[Data to process Boundary: Start]
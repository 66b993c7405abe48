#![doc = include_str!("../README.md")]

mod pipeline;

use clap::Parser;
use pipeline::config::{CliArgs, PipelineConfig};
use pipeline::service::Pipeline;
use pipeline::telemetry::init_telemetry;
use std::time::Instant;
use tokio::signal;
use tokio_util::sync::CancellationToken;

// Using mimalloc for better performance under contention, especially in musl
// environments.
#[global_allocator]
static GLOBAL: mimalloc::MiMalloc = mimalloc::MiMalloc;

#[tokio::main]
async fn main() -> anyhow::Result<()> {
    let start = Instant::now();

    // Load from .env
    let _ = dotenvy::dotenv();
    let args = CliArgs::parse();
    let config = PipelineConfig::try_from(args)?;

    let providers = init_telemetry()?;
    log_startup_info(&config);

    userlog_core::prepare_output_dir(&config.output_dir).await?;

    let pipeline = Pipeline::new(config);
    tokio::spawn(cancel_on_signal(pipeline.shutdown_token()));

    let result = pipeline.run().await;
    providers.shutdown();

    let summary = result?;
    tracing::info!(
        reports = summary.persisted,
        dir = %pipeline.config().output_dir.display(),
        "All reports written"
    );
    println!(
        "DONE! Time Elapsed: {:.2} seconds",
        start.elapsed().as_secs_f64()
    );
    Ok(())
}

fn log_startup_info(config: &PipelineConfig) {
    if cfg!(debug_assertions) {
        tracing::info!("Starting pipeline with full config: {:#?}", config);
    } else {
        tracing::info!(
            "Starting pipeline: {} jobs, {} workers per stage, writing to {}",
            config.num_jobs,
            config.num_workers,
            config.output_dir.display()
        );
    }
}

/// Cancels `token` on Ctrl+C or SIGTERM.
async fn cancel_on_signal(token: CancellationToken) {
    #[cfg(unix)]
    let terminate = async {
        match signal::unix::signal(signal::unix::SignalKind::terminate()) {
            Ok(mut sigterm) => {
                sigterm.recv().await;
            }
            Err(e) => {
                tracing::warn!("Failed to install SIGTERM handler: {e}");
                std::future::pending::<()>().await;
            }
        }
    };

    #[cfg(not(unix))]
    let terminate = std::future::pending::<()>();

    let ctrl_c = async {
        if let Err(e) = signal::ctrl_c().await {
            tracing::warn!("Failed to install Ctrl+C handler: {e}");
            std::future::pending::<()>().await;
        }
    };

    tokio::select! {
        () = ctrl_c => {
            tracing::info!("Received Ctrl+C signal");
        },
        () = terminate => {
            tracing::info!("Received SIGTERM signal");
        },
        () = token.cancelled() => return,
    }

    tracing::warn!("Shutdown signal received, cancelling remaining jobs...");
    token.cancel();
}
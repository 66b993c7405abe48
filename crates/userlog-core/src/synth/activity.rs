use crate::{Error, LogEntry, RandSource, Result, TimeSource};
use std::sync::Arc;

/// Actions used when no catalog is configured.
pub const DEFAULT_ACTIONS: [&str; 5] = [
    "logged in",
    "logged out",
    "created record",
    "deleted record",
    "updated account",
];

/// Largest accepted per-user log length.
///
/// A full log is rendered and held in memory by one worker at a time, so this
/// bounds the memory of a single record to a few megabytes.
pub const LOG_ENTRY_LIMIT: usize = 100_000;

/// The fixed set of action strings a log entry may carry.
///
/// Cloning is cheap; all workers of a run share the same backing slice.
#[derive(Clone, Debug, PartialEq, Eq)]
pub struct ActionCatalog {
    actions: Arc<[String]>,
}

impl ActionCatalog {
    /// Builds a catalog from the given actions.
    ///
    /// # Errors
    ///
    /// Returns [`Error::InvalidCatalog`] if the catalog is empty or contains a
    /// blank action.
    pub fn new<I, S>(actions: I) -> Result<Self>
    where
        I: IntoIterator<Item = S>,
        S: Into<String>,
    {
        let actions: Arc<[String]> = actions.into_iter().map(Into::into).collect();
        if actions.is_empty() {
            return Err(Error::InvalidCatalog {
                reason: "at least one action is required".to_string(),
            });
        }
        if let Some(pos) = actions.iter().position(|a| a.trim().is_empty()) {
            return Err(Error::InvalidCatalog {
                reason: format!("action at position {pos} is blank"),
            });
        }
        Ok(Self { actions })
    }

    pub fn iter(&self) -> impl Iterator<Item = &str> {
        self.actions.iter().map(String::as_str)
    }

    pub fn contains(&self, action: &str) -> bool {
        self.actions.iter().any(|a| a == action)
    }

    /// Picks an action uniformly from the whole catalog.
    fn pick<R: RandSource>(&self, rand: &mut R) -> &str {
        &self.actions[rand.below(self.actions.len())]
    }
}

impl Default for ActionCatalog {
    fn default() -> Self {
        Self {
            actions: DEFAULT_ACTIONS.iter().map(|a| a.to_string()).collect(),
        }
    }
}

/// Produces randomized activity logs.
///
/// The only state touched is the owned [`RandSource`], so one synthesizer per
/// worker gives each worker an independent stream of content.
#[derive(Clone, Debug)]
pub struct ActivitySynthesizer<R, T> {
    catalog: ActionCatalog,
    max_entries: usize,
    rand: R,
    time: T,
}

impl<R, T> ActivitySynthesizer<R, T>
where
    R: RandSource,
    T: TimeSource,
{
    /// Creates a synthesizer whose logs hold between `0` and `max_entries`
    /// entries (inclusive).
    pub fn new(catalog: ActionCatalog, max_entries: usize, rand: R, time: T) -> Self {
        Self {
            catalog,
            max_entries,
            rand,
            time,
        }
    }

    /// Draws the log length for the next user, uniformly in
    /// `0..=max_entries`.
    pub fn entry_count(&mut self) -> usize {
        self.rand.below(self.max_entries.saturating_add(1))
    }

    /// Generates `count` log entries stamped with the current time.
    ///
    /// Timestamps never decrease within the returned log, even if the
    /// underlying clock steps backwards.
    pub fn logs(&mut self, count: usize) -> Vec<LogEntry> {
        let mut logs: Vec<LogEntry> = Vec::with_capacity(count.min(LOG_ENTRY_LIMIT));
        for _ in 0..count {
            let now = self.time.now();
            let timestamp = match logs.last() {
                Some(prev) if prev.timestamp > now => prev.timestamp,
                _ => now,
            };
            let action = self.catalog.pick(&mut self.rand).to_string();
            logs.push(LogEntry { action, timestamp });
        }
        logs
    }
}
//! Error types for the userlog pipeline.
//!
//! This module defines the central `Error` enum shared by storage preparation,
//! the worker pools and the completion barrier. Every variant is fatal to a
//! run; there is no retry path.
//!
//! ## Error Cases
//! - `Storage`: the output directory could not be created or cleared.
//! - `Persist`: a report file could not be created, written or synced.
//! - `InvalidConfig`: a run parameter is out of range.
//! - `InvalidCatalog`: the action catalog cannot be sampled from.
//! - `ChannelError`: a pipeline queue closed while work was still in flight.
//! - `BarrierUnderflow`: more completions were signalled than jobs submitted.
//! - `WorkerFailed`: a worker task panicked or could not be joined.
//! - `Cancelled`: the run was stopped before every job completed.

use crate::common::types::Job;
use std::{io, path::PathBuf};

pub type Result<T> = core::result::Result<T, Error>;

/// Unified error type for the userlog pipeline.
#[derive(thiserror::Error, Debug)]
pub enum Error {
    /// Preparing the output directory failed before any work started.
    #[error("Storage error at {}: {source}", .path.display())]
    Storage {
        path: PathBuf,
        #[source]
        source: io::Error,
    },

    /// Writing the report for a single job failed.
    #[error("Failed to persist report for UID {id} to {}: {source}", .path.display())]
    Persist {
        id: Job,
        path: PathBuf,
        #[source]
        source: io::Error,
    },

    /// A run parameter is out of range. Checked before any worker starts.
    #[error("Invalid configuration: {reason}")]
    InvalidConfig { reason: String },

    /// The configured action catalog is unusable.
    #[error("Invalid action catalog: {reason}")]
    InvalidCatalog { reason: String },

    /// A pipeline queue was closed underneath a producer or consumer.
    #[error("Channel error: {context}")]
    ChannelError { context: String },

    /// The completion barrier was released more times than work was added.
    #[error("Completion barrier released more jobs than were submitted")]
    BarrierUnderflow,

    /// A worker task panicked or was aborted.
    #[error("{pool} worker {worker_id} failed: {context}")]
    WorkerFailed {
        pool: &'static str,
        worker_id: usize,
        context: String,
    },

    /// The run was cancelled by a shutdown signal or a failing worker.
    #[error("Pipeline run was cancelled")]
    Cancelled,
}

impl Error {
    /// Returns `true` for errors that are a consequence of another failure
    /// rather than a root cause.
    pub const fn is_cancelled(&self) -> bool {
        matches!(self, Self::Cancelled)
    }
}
[Data to process Boundary: End]
Beginning at the top of the data, extract each line through the line containing "use tokio_util::sync::CancellationToken;" and return those lines exactly, with nothing added.

▶ **Exercise result**
repository 66b993c7405abe48
#![doc = include_str!("../README.md")]

mod pipeline;

use clap::Parser;
use pipeline::config::{CliArgs, PipelineConfig};
use pipeline::service::Pipeline;
use pipeline::telemetry::init_telemetry;
use std::time::Instant;
use tokio::signal;
use tokio_util::sync::CancellationToken;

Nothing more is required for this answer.